• Exercise instructions:
The only thing to report is how many lines of the data contain the word "command".
******
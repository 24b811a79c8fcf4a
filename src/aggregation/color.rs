/// An RGB color in the chart palette.
#[derive(Debug, Clone, Copy, PartialEq, Eq)]
pub struct Rgb(pub u8, pub u8, pub u8);

impl Rgb {
    /// Lowercase `rrggbb` form used in the report table.
    pub fn hex(&self) -> String {
        format!("{:02x}{:02x}{:02x}", self.0, self.1, self.2)
    }
}

pub const PLOT_COLORS: [Rgb; 9] = [
    Rgb(0, 255, 0),
    Rgb(0, 0, 255),
    Rgb(255, 0, 0),
    Rgb(255, 200, 0),
    Rgb(0, 255, 255),
    Rgb(255, 0, 255),
    Rgb(255, 0, 137),
    Rgb(163, 143, 255),
    Rgb(76, 255, 153),
];

/// Picks series colors by their position within a chart, cycling through the palette.
#[derive(Debug, Clone, Copy)]
pub struct ColorAssigner<'a> {
    palette: &'a [Rgb],
}

impl<'a> ColorAssigner<'a> {
    pub fn new(palette: &'a [Rgb]) -> Self {
        Self { palette }
    }

    pub fn color(&self, position: usize) -> Rgb {
        self.palette[position % self.palette.len()]
    }
}

impl Default for ColorAssigner<'static> {
    fn default() -> Self {
        Self::new(&PLOT_COLORS)
    }
}
//! Configuration management for flaredns.
//!
//! Values come from command-line flags, environment variables and an optional
//! TOML file, in that order of precedence. Flags and environment variables are
//! handled by the CLI layer and arrive here as [`Overrides`].

use crate::daemon::DaemonConfig;
use crate::error::{DdnsError, Result};
use serde::Deserialize;
use std::path::{Path, PathBuf};
use std::time::Duration;

/// File name looked up in the default config locations.
pub const DEFAULT_CONFIG_FILENAME: &str = "flaredns.toml";

/// Merged configuration.
#[derive(Debug, Clone, PartialEq, Eq, Deserialize)]
#[serde(default, rename_all = "kebab-case")]
pub struct Settings {
    /// Zone the record lives in, e.g. "example.com".
    pub domain: Option<String>,

    /// Full record name, e.g. "home.example.com".
    pub record: Option<String>,

    /// Cloudflare API token (or environment variable name if prefixed with $).
    pub token: Option<String>,

    /// Fixed IP to publish instead of detecting one.
    pub ip: Option<String>,

    /// Keep running and poll for changes.
    pub daemon: bool,

    /// Seconds between checks in daemon mode.
    pub poll_interval: u64,

    /// Seconds to wait after a failed step in daemon mode.
    pub retry_delay: u64,

    /// Log as JSON instead of human-readable text.
    pub json: bool,

    /// Enable debug logging.
    pub verbose: bool,
}

impl Default for Settings {
    fn default() -> Self {
        Self {
            domain: None,
            record: None,
            token: None,
            ip: None,
            daemon: false,
            poll_interval: 10,
            retry_delay: 10,
            json: false,
            verbose: false,
        }
    }
}

/// Values given on the command line or through the environment.
#[derive(Debug, Clone, Default)]
pub struct Overrides {
    pub domain: Option<String>,
    pub record: Option<String>,
    pub token: Option<String>,
    pub ip: Option<String>,
    pub daemon: bool,
    pub poll_interval: Option<u64>,
    pub retry_delay: Option<u64>,
    pub json: bool,
    pub verbose: bool,
}

/// The DNS record a daemon run manages.
#[derive(Debug, Clone, PartialEq, Eq)]
pub struct RecordTarget {
    pub domain: String,
    pub record: String,
}

/// Supplies the record to manage.
///
/// The daemon asks for it on every iteration. A failure here is treated as a
/// deployment error and ends the run.
#[cfg_attr(test, mockall::automock)]
pub trait ConfigProvider: Send + Sync {
    fn target(&self) -> Result<RecordTarget>;
}

impl Settings {
    /// Load configuration from `path`, or from the default locations.
    ///
    /// An explicit path must exist. When searching, a missing file yields
    /// the defaults.
    pub fn load(path: Option<&Path>) -> Result<Self> {
        match path {
            Some(path) => {
                if !path.exists() {
                    return Err(DdnsError::Config(format!(
                        "config file '{}' does not exist",
                        path.display()
                    )));
                }
                Self::load_from(path)
            }
            None => match Self::search_paths().into_iter().find(|p| p.exists()) {
                Some(found) => Self::load_from(&found),
                None => Ok(Self::default()),
            },
        }
    }

    /// Load configuration from a specific path.
    pub fn load_from(path: &Path) -> Result<Self> {
        tracing::debug!("Using configuration from file '{}'", path.display());
        let content = std::fs::read_to_string(path)?;
        let settings: Settings = toml::from_str(&content)?;
        Ok(settings)
    }

    /// Candidate config files, most specific first.
    pub fn search_paths() -> Vec<PathBuf> {
        let program_dir = std::env::current_exe()
            .ok()
            .and_then(|exe| exe.parent().map(Path::to_path_buf));

        [program_dir, dirs::config_dir(), Some(PathBuf::from("/etc"))]
            .into_iter()
            .flatten()
            .map(|dir| dir.join(DEFAULT_CONFIG_FILENAME))
            .collect()
    }

    /// Apply flag and environment values on top of the file values.
    pub fn merge(mut self, overrides: Overrides) -> Self {
        if overrides.domain.is_some() {
            self.domain = overrides.domain;
        }
        if overrides.record.is_some() {
            self.record = overrides.record;
        }
        if overrides.token.is_some() {
            self.token = overrides.token;
        }
        if overrides.ip.is_some() {
            self.ip = overrides.ip;
        }
        if let Some(secs) = overrides.poll_interval {
            self.poll_interval = secs;
        }
        if let Some(secs) = overrides.retry_delay {
            self.retry_delay = secs;
        }
        self.daemon |= overrides.daemon;
        self.json |= overrides.json;
        self.verbose |= overrides.verbose;
        self
    }

    /// The API token, or a configuration error if none was given.
    pub fn token(&self) -> Result<&str> {
        non_empty(self.token.as_deref(), "token")
    }

    /// Intervals for daemon mode.
    pub fn daemon_config(&self) -> DaemonConfig {
        DaemonConfig {
            poll_interval: Duration::from_secs(self.poll_interval),
            retry_delay: Duration::from_secs(self.retry_delay),
        }
    }
}

impl ConfigProvider for Settings {
    fn target(&self) -> Result<RecordTarget> {
        Ok(RecordTarget {
            domain: non_empty(self.domain.as_deref(), "domain")?.to_string(),
            record: non_empty(self.record.as_deref(), "record")?.to_string(),
        })
    }
}

fn non_empty<'a>(value: Option<&'a str>, name: &str) -> Result<&'a str> {
    match value.map(str::trim) {
        Some(v) if !v.is_empty() => Ok(v),
        _ => Err(DdnsError::Config(format!("{} is not set", name))),
    }
}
******
• Problem solution:
2